Ótimos em cena, os quatro artistas se revezam na interpretação de Antônio, fazendo a encenação lembrar um pique-esconde. 

 Foto: Edilson Dantas

Esse jeito lúdico de contar a história coloca graxa na encenação e histórias conhecidas, como a criação de Adão e Eva, são revistas pelos quatro Antônios sob uma perspectiva brasileira, já que a ideia não é manter fidelidade aos fatos, mas bifurcar a fantasia por meio das palavras porque contar histórias – ou escrevê-las – são atos revolucionários. A oralidade da cultura nordestina e seus tipos comuns compõem o espetáculo.

A disposição da plateia em formato de arena não é por acaso. Em alguns momentos da peça, vemos um carrossel; em outros, um picadeiro, um relógio… A cada nova forma, “A Máquina” faz a narrativa girar a partir daquilo que depende do público para acontecer — como se a presença da plateia fosse o combustível para que a invenção de Antônio funcione e Karina possa, enfim, ver o mundo.

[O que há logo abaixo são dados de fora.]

//! vCPU threads and everything that coordinates them.
//!
//! A [`Scheduler`] owns one OS thread per vCPU and the control state shared between them, all of
//! it behind the global execution lock. Guest code runs through an [`Accelerator`] backend one
//! slice at a time with the lock released; everything else (pause/resume, run state changes,
//! throttling, timer dispatch) happens with the lock held.

mod accel;
mod error;
mod main_loop;
mod runstate;
mod scheduler;
mod throttle;
mod vcpu;
mod work;

/// Stable index of a vCPU.
pub type CpuIndex = usize;

pub use accel::{Accelerator, DummyAccel, DummyMode, SliceContext, SliceExit, VcpuExecutor};
pub use error::{BackendError, Result, SchedError};
pub use runstate::{IoQuiesce, NoIo, RunState, VmStateListener};
pub use scheduler::{SchedConfig, SchedGuard, SchedState, Scheduler};
pub use throttle::{
    throttle_period_ns, throttle_sleep_ns, CPU_THROTTLE_PCT_MAX, CPU_THROTTLE_PCT_MIN,
    CPU_THROTTLE_TIMESLICE_NS,
};
pub use vcpu::{current_cpu, in_vcpu_thread, kick_self, CpuInfo, VcpuFlags, VcpuShared};
pub use work::Job;
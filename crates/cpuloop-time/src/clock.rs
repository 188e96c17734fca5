//! The sequenced clock state shared by every vCPU thread and the control thread.
//!
//! Virtual time comes from one of two sources:
//! - ticks mode: host time with the intervals the VM was stopped removed
//!   (`clock_offset`/`ticks_offset` absorb the gaps on every enable/disable);
//! - icount mode: `icount_bias + (icount << icount_time_shift)`.
//!
//! Multi-field reads go through a [`SeqCount`] so readers never observe a half-applied update.
//! Writes additionally require the global execution lock, which guarantees a single writer.

use std::sync::atomic::{AtomicBool, AtomicI64, AtomicU32, Ordering};
use std::sync::Arc;

use cpuloop_sync::{assert_bql_held, yield_point, SeqCount};

use crate::host::HostClock;
use crate::icount::IcountConfig;
use crate::timer_queue::ClockType;

/// `warp_start` value meaning "no warp in flight".
pub const WARP_INACTIVE: i64 = -1;

pub struct VmClock {
    pub(crate) host: Arc<dyn HostClock>,
    pub(crate) icount_config: IcountConfig,
    pub(crate) seq: SeqCount,

    // Written only with the global execution lock held.
    pub(crate) ticks_prev: AtomicI64,
    pub(crate) ticks_offset: AtomicI64,

    pub(crate) clock_offset: AtomicI64,
    pub(crate) ticks_enabled: AtomicBool,

    /// Compensates for varying guest execution speed.
    pub(crate) icount_bias: AtomicI64,
    /// Aggregate executed-instruction count, advanced by vCPU threads without the lock.
    pub(crate) icount: AtomicI64,
    pub(crate) time_shift: AtomicU32,
    pub(crate) warp_start: AtomicI64,

    /// Previous `icount - wallclock` sample seen by the adaptive shift tuner.
    pub(crate) last_delta: AtomicI64,
    pub(crate) warned_no_timers: AtomicBool,

    /// Extremes of `guest - host` seen while aligning; only sampled with `align=on`.
    pub(crate) max_delay: AtomicI64,
    pub(crate) max_advance: AtomicI64,
}

impl VmClock {
    /// Ticks start out disabled; the run-state layer enables them when the VM starts.
    pub fn new(host: Arc<dyn HostClock>, icount_config: IcountConfig) -> Self {
        Self {
            host,
            seq: SeqCount::new(),
            ticks_prev: AtomicI64::new(0),
            ticks_offset: AtomicI64::new(0),
            clock_offset: AtomicI64::new(0),
            ticks_enabled: AtomicBool::new(false),
            icount_bias: AtomicI64::new(0),
            icount: AtomicI64::new(0),
            time_shift: AtomicU32::new(icount_config.initial_shift()),
            warp_start: AtomicI64::new(WARP_INACTIVE),
            last_delta: AtomicI64::new(0),
            warned_no_timers: AtomicBool::new(false),
            max_delay: AtomicI64::new(0),
            max_advance: AtomicI64::new(0),
            icount_config,
        }
    }

    pub fn host(&self) -> &Arc<dyn HostClock> {
        &self.host
    }

    pub fn icount_config(&self) -> &IcountConfig {
        &self.icount_config
    }

    pub fn use_icount(&self) -> bool {
        self.icount_config.enabled()
    }

    pub fn ticks_enabled(&self) -> bool {
        self.ticks_enabled.load(Ordering::SeqCst)
    }

    /// Guest ticks elapsed while the VM was running.
    ///
    /// In ticks mode the value is clamped against the previous reading, so a host counter that
    /// jumps backwards is folded into `ticks_offset` rather than exposed.
    #[track_caller]
    pub fn get_ticks(&self) -> i64 {
        assert_bql_held();
        if self.use_icount() {
            return self.get_icount();
        }

        let mut ticks = self.ticks_offset.load(Ordering::SeqCst);
        if self.ticks_enabled.load(Ordering::SeqCst) {
            ticks = ticks.wrapping_add(self.host.ticks());
        }

        let prev = self.ticks_prev.load(Ordering::SeqCst);
        if prev > ticks {
            tracing::debug!(
                prev,
                ticks,
                "host tick counter went backwards; absorbing into offset"
            );
            self.ticks_offset.fetch_add(prev - ticks, Ordering::SeqCst);
            ticks = prev;
        }

        self.ticks_prev.store(ticks, Ordering::SeqCst);
        ticks
    }

    pub(crate) fn clock_locked(&self) -> i64 {
        let mut time = self.clock_offset.load(Ordering::SeqCst);
        if self.ticks_enabled.load(Ordering::SeqCst) {
            time = time.wrapping_add(self.host.now_ns());
        }
        time
    }

    /// Monotonic nanoseconds the VM has spent running.
    pub fn get_clock(&self) -> i64 {
        self.seq.read(|| self.clock_locked())
    }

    /// Resume the tick clock. The observed clock value is continuous across the toggle.
    #[track_caller]
    pub fn enable_ticks(&self) {
        assert_bql_held();
        self.seq.write(|| {
            if !self.ticks_enabled.load(Ordering::SeqCst) {
                self.ticks_offset
                    .fetch_sub(self.host.ticks(), Ordering::SeqCst);
                yield_point();
                self.clock_offset
                    .fetch_sub(self.host.now_ns(), Ordering::SeqCst);
                self.ticks_enabled.store(true, Ordering::SeqCst);
            }
        });
    }

    /// Freeze the tick clock at its current value.
    #[track_caller]
    pub fn disable_ticks(&self) {
        assert_bql_held();
        self.seq.write(|| {
            if self.ticks_enabled.load(Ordering::SeqCst) {
                self.ticks_offset
                    .fetch_add(self.host.ticks(), Ordering::SeqCst);
                yield_point();
                let clock = self.clock_locked();
                self.clock_offset.store(clock, Ordering::SeqCst);
                self.ticks_enabled.store(false, Ordering::SeqCst);
            }
        });
    }

    pub fn get_icount_raw(&self) -> i64 {
        self.icount.load(Ordering::SeqCst)
    }

    pub(crate) fn icount_locked(&self) -> i64 {
        let bias = self.icount_bias.load(Ordering::SeqCst);
        bias.wrapping_add(self.icount_to_ns(self.get_icount_raw()))
    }

    /// Virtual time derived from the instruction counter.
    pub fn get_icount(&self) -> i64 {
        self.seq.read(|| self.icount_locked())
    }

    pub fn icount_to_ns(&self, icount: i64) -> i64 {
        icount << self.time_shift()
    }

    pub fn time_shift(&self) -> u32 {
        self.time_shift.load(Ordering::SeqCst)
    }

    pub fn icount_bias(&self) -> i64 {
        self.seq.read(|| self.icount_bias.load(Ordering::SeqCst))
    }

    /// `(icount_bias, icount)` as published together.
    pub fn bias_and_icount(&self) -> (i64, i64) {
        self.seq.read(|| {
            (
                self.icount_bias.load(Ordering::SeqCst),
                self.icount.load(Ordering::SeqCst),
            )
        })
    }

    /// Fold instructions retired by a vCPU into the aggregate counter.
    pub fn account_executed(&self, executed: i64) {
        self.icount.fetch_add(executed, Ordering::SeqCst);
    }

    /// Current warp start on the virtual-RT clock, or [`WARP_INACTIVE`].
    pub fn warp_start(&self) -> i64 {
        self.seq.read(|| self.warp_start.load(Ordering::SeqCst))
    }

    /// Guest virtual time (`ClockType::Virtual`).
    pub fn virtual_ns(&self) -> i64 {
        if self.use_icount() {
            self.get_icount()
        } else {
            self.get_clock()
        }
    }

    pub fn now(&self, clock: ClockType) -> i64 {
        match clock {
            ClockType::Realtime => self.host.now_ns(),
            ClockType::Virtual => self.virtual_ns(),
            ClockType::VirtualRt => self.get_clock(),
        }
    }
}

#[cfg(test)]
mod tests {
    use super::*;

    use std::thread;
    use std::time::Duration;

    use cpuloop_sync::Bql;
    use proptest::prelude::*;

    use crate::host::FakeHostClock;

    fn ticks_clock() -> (Arc<FakeHostClock>, VmClock) {
        let host = Arc::new(FakeHostClock::new());
        let clock = VmClock::new(host.clone(), IcountConfig::default());
        (host, clock)
    }

    #[test]
    fn clock_is_frozen_while_ticks_are_disabled() {
        let bql = Bql::new(());
        let (host, clock) = ticks_clock();
        let _guard = bql.lock();

        host.advance(Duration::from_millis(5));
        assert_eq!(clock.get_clock(), 0);

        clock.enable_ticks();
        host.advance(Duration::from_millis(3));
        assert_eq!(clock.get_clock(), 3_000_000);

        clock.disable_ticks();
        host.advance(Duration::from_millis(100));
        assert_eq!(clock.get_clock(), 3_000_000);

        clock.enable_ticks();
        host.advance(Duration::from_millis(1));
        assert_eq!(clock.get_clock(), 4_000_000);
    }

    #[test]
    fn toggling_ticks_is_idempotent() {
        let bql = Bql::new(());
        let (host, clock) = ticks_clock();
        let _guard = bql.lock();

        clock.enable_ticks();
        host.advance_ns(10);
        clock.enable_ticks();
        assert_eq!(clock.get_ticks(), 10);
        clock.disable_ticks();
        clock.disable_ticks();
        host.advance_ns(10);
        assert_eq!(clock.get_ticks(), 10);
    }

    #[test]
    fn backwards_host_ticks_are_absorbed() {
        let bql = Bql::new(());
        let (host, clock) = ticks_clock();
        let _guard = bql.lock();

        clock.enable_ticks();
        host.advance_ns(1_000);
        assert_eq!(clock.get_ticks(), 1_000);

        // Host suspend/resume rewinds the cycle counter.
        host.set_ticks(200);
        assert_eq!(clock.get_ticks(), 1_000);

        host.set_ticks(250);
        assert_eq!(clock.get_ticks(), 1_050);
    }

    #[test]
    #[should_panic(expected = "global execution lock")]
    fn get_ticks_requires_lock() {
        let (_host, clock) = ticks_clock();
        clock.get_ticks();
    }

    #[test]
    fn icount_time_is_bias_plus_shifted_count() {
        let host = Arc::new(FakeHostClock::new());
        let clock = VmClock::new(host, IcountConfig::fixed(2));
        clock.account_executed(100);
        assert_eq!(clock.get_icount_raw(), 100);
        assert_eq!(clock.get_icount(), 400);
        assert_eq!(clock.virtual_ns(), 400);
        assert_eq!(clock.now(ClockType::Virtual), 400);
    }

    proptest! {
        #![proptest_config(ProptestConfig::with_cases(16))]

        // The writer publishes bias and icount as a pair (bias == -icount); with yield points
        // enabled it yields between the two stores, so a reader that ignored the sequence
        // counter would see mismatched pairs.
        #[test]
        fn bias_and_icount_are_never_torn(readers in 1usize..4, writes in 100i64..2_000) {
            let clock = Arc::new(VmClock::new(
                Arc::new(FakeHostClock::new()),
                IcountConfig::fixed(0),
            ));
            let done = Arc::new(AtomicBool::new(false));

            let writer = {
                let clock = clock.clone();
                let done = done.clone();
                thread::spawn(move || {
                    for k in 1..=writes {
                        clock.seq.write(|| {
                            clock.icount_bias.store(-k, Ordering::SeqCst);
                            yield_point();
                            clock.icount.store(k, Ordering::SeqCst);
                        });
                    }
                    done.store(true, Ordering::SeqCst);
                })
            };

            let handles: Vec<_> = (0..readers)
                .map(|_| {
                    let clock = clock.clone();
                    let done = done.clone();
                    thread::spawn(move || {
                        let mut torn = 0u32;
                        while !done.load(Ordering::SeqCst) {
                            let (bias, icount) = clock.bias_and_icount();
                            if bias != -icount {
                                torn += 1;
                            }
                            // icount time at shift 0 is bias + icount.
                            if clock.get_icount() != 0 {
                                torn += 1;
                            }
                        }
                        torn
                    })
                })
                .collect();

            writer.join().unwrap();
            for handle in handles {
                prop_assert_eq!(handle.join().unwrap(), 0);
            }
        }
    }
}
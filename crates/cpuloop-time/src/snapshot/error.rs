use std::io;

use thiserror::Error;

pub type Result<T> = std::result::Result<T, SnapshotError>;

#[derive(Debug, Error)]
pub enum SnapshotError {
    #[error("io error: {0}")]
    Io(#[from] io::Error),

    #[error("invalid timers snapshot magic")]
    InvalidMagic,

    #[error("unsupported timers snapshot version {0}")]
    UnsupportedVersion(u16),

    #[error("corrupt timers snapshot: {0}")]
    Corrupt(&'static str),

    #[error("icount state mismatch (snapshot has icount: {snapshot}, clock uses icount: {clock})")]
    IcountMismatch { snapshot: bool, clock: bool },
}
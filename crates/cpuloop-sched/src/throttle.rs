//! Duty-cycle throttling of guest execution.
//!
//! Every period, each vCPU gets a job that sleeps for the throttled share of the period with the
//! global lock released. The period grows with the percentage so the ratio of sleep to run time
//! stays `pct / (100 - pct)`.

use std::sync::atomic::Ordering;
use std::time::Duration;

use cpuloop_time::TimerId;

use crate::scheduler::{SchedGuard, Scheduler};
use crate::CpuIndex;

pub const CPU_THROTTLE_PCT_MIN: u32 = 1;
pub const CPU_THROTTLE_PCT_MAX: u32 = 99;
pub const CPU_THROTTLE_TIMESLICE_NS: i64 = 10_000_000;

/// Host time each vCPU sleeps per period at `pct` percent.
pub fn throttle_sleep_ns(pct: u32) -> i64 {
    let pct = i64::from(pct);
    CPU_THROTTLE_TIMESLICE_NS * pct / (100 - pct)
}

/// Length of one throttle period at `pct` percent: `timeslice / (1 - pct/100)`.
pub fn throttle_period_ns(pct: u32) -> i64 {
    CPU_THROTTLE_TIMESLICE_NS * 100 / (100 - i64::from(pct))
}

impl Scheduler {
    /// Throttle guest execution to `100 - pct` percent of host time. `pct` is clamped to
    /// `[CPU_THROTTLE_PCT_MIN, CPU_THROTTLE_PCT_MAX]`.
    pub fn throttle_set(&self, guard: &mut SchedGuard<'_>, pct: i64) {
        let pct = pct.clamp(
            i64::from(CPU_THROTTLE_PCT_MIN),
            i64::from(CPU_THROTTLE_PCT_MAX),
        ) as u32;
        self.throttle_percentage.store(pct, Ordering::SeqCst);

        let deadline = self.clock().get_clock() + CPU_THROTTLE_TIMESLICE_NS;
        guard.timers.vm_rt.arm(TimerId::THROTTLE, deadline);
        tracing::info!(pct, "CPU throttle set");
    }

    /// Disable throttling. The next tick finds it disabled and does not rearm.
    pub fn throttle_stop(&self) {
        self.throttle_percentage.store(0, Ordering::SeqCst);
        tracing::info!("CPU throttle stopped");
    }

    pub fn throttle_active(&self) -> bool {
        self.throttle_get_percentage() > 0
    }

    pub fn throttle_get_percentage(&self) -> u32 {
        self.throttle_percentage.load(Ordering::SeqCst)
    }

    /// Periodic throttle timer.
    pub(crate) fn throttle_tick(&self, guard: &mut SchedGuard<'_>) {
        let pct = self.throttle_get_percentage();
        if pct == 0 {
            return;
        }

        for index in guard.cpu_indices() {
            let Some(flags) = guard.flags_mut(index) else {
                continue;
            };
            if flags.throttle_scheduled {
                continue;
            }
            flags.throttle_scheduled = true;
            if let Err(err) = self.async_run_on_cpu(guard, index, throttle_job) {
                tracing::debug!(cpu = index, error = %err, "failed to queue throttle job");
            }
        }

        let deadline = self.clock().get_clock() + throttle_period_ns(pct);
        guard.timers.vm_rt.arm(TimerId::THROTTLE, deadline);
    }
}

fn throttle_job(sched: &Scheduler, guard: &mut SchedGuard<'_>, index: CpuIndex) {
    let pct = sched.throttle_get_percentage();
    if pct > 0 {
        let sleep = Duration::from_nanos(throttle_sleep_ns(pct) as u64);
        tracing::trace!(cpu = index, ?sleep, "throttling vCPU");
        let host = sched.clock().host().clone();
        guard.unlocked(|| host.sleep(sleep));
    }
    if let Some(flags) = guard.flags_mut(index) {
        flags.throttle_scheduled = false;
    }
}

#[cfg(test)]
mod tests {
    use super::*;

    use std::sync::Arc;

    use cpuloop_time::{ClockType, FakeHostClock};
    use pretty_assertions::assert_eq;
    use proptest::prelude::*;

    use crate::accel::{DummyAccel, DummyMode};
    use crate::scheduler::tests::dummy_sched;
    use crate::scheduler::SchedConfig;

    #[test]
    fn sleep_and_period_follow_the_duty_cycle() {
        assert_eq!(throttle_sleep_ns(50), CPU_THROTTLE_TIMESLICE_NS);
        assert_eq!(throttle_period_ns(50), 2 * CPU_THROTTLE_TIMESLICE_NS);
        assert_eq!(throttle_sleep_ns(1), 101_010);
        assert_eq!(throttle_sleep_ns(99), 99 * CPU_THROTTLE_TIMESLICE_NS);
        assert_eq!(throttle_period_ns(99), 100 * CPU_THROTTLE_TIMESLICE_NS);
    }

    #[test]
    fn stop_disables_throttle() {
        let sched = dummy_sched(DummyMode::Idle);
        let mut guard = sched.lock();
        sched.throttle_set(&mut guard, 30);
        assert!(sched.throttle_active());
        sched.throttle_stop();
        assert!(!sched.throttle_active());
        assert_eq!(sched.throttle_get_percentage(), 0);
    }

    #[test]
    fn disabled_tick_does_not_rearm() {
        let sched = dummy_sched(DummyMode::Idle);
        let mut guard = sched.lock();
        sched.throttle_set(&mut guard, 20);
        guard.timers.vm_rt.cancel(TimerId::THROTTLE);
        sched.throttle_stop();
        sched.throttle_tick(&mut guard);
        assert!(!guard.timers().vm_rt.is_armed(TimerId::THROTTLE));
    }

    #[test]
    fn tick_schedules_each_vcpu_once_per_period() {
        let host = Arc::new(FakeHostClock::new());
        let sched = Scheduler::new(
            SchedConfig::default(),
            Arc::new(DummyAccel::new(DummyMode::Busy)),
            host.clone(),
        );
        let mut guard = sched.lock();
        for _ in 0..2 {
            sched.create_vcpu(&mut guard).unwrap();
        }
        // The vCPU threads cannot drain their queues while this thread holds the lock.
        sched.throttle_set(&mut guard, 50);
        sched.throttle_tick(&mut guard);
        sched.throttle_tick(&mut guard);
        for index in guard.cpu_indices() {
            assert_eq!(guard.cpus[&index].work.len(), 1);
            assert!(guard.cpu_flags(index).unwrap().throttle_scheduled);
        }
        let now = sched.clock().now(ClockType::VirtualRt);
        assert_eq!(
            guard.timers().vm_rt.deadline(TimerId::THROTTLE),
            Some(now + 2 * CPU_THROTTLE_TIMESLICE_NS)
        );

        // Dropping the throttle before the jobs run turns them into no-ops.
        sched.throttle_stop();
        sched.vm_start(&mut guard);
        for index in guard.cpu_indices() {
            sched.run_on_cpu(&mut guard, index, |_, _, _| ()).unwrap();
            assert!(!guard.cpu_flags(index).unwrap().throttle_scheduled);
        }
        assert!(host.sleeps().is_empty());
        sched.remove_all_vcpus(&mut guard).unwrap();
    }

    proptest! {
        #[test]
        fn percentage_is_clamped(pct in any::<i64>()) {
            let sched = dummy_sched(DummyMode::Idle);
            let mut guard = sched.lock();
            sched.throttle_set(&mut guard, pct);
            prop_assert_eq!(i64::from(sched.throttle_get_percentage()), pct.clamp(1, 99));
            prop_assert!(guard.timers().vm_rt.is_armed(TimerId::THROTTLE));
        }
    }
}
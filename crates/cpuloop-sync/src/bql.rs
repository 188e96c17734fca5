//! The global execution lock.
//!
//! One non-reentrant mutual-exclusion domain shared by every vCPU thread and the control thread.
//! All cross-CPU control state lives inside the lock (`Bql<T>` owns the `T`). Each thread tracks
//! whether it currently holds a global execution lock, so "lock twice" and "lock-requiring
//! operation without the lock" are caught as programming errors instead of deadlocking or racing.

use std::cell::Cell;
use std::ops::{Deref, DerefMut};
use std::sync::atomic::{AtomicUsize, Ordering};
use std::time::Duration;

use parking_lot::{Condvar, Mutex, MutexGuard};

static NEXT_BQL_ID: AtomicUsize = AtomicUsize::new(1);

thread_local! {
    /// Id of the lock held by the current thread; 0 when none is held.
    static HELD: Cell<usize> = const { Cell::new(0) };
}

fn set_held(id: usize) {
    HELD.with(|held| held.set(id));
}

/// Returns true if the current thread holds a global execution lock.
pub fn bql_locked() -> bool {
    HELD.with(|held| held.get() != 0)
}

#[track_caller]
pub fn assert_bql_held() {
    assert!(
        bql_locked(),
        "operation requires the global execution lock, which the current thread does not hold"
    );
}

pub struct Bql<T> {
    id: usize,
    inner: Mutex<T>,
}

impl<T> Bql<T> {
    pub fn new(value: T) -> Self {
        Self {
            id: NEXT_BQL_ID.fetch_add(1, Ordering::Relaxed),
            inner: Mutex::new(value),
        }
    }

    /// Acquire the lock, blocking until it is available.
    ///
    /// Panics if the current thread already holds a global execution lock.
    #[track_caller]
    pub fn lock(&self) -> BqlGuard<'_, T> {
        assert!(
            !bql_locked(),
            "global execution lock acquired twice by the same thread"
        );
        let guard = self.inner.lock();
        set_held(self.id);
        BqlGuard { bql: self, guard }
    }

    pub fn is_held_by_current_thread(&self) -> bool {
        HELD.with(|held| held.get() == self.id)
    }
}

pub struct BqlGuard<'a, T> {
    bql: &'a Bql<T>,
    guard: MutexGuard<'a, T>,
}

impl<'a, T> BqlGuard<'a, T> {
    /// Release the lock while `f` runs, then reacquire it.
    ///
    /// Code inside `f` may take the lock again (e.g. a backend touching shared state).
    pub fn unlocked<R>(&mut self, f: impl FnOnce() -> R) -> R {
        set_held(0);
        let ret = MutexGuard::unlocked(&mut self.guard, f);
        set_held(self.bql.id);
        ret
    }

    /// Block on `cond`, releasing the lock for the duration of the wait.
    pub fn wait(&mut self, cond: &Condvar) {
        cond.wait(&mut self.guard);
    }

    /// Like [`BqlGuard::wait`] with an upper bound. Returns true if the wait timed out.
    pub fn wait_for(&mut self, cond: &Condvar, timeout: Duration) -> bool {
        cond.wait_for(&mut self.guard, timeout).timed_out()
    }

    /// Release and reacquire the lock, handing it to a waiting thread if there is one.
    pub fn bump(&mut self) {
        set_held(0);
        MutexGuard::bump(&mut self.guard);
        set_held(self.bql.id);
    }
}

impl<T> Deref for BqlGuard<'_, T> {
    type Target = T;

    fn deref(&self) -> &T {
        &self.guard
    }
}

impl<T> DerefMut for BqlGuard<'_, T> {
    fn deref_mut(&mut self) -> &mut T {
        &mut self.guard
    }
}

impl<T> Drop for BqlGuard<'_, T> {
    fn drop(&mut self) {
        set_held(0);
    }
}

Isso porque a máquina de Antônio é o próprio teatro. Ou seja, é o palco, o texto e a união dessas engrenagens por meio dos artistas. Ver o mundo e viajar pelas eras é ir ao teatro. E é também nesse ponto que as duas versões do espetáculo se conectam, como se coexistissem num mesmo tempo, apesar dos 25 anos que as separam.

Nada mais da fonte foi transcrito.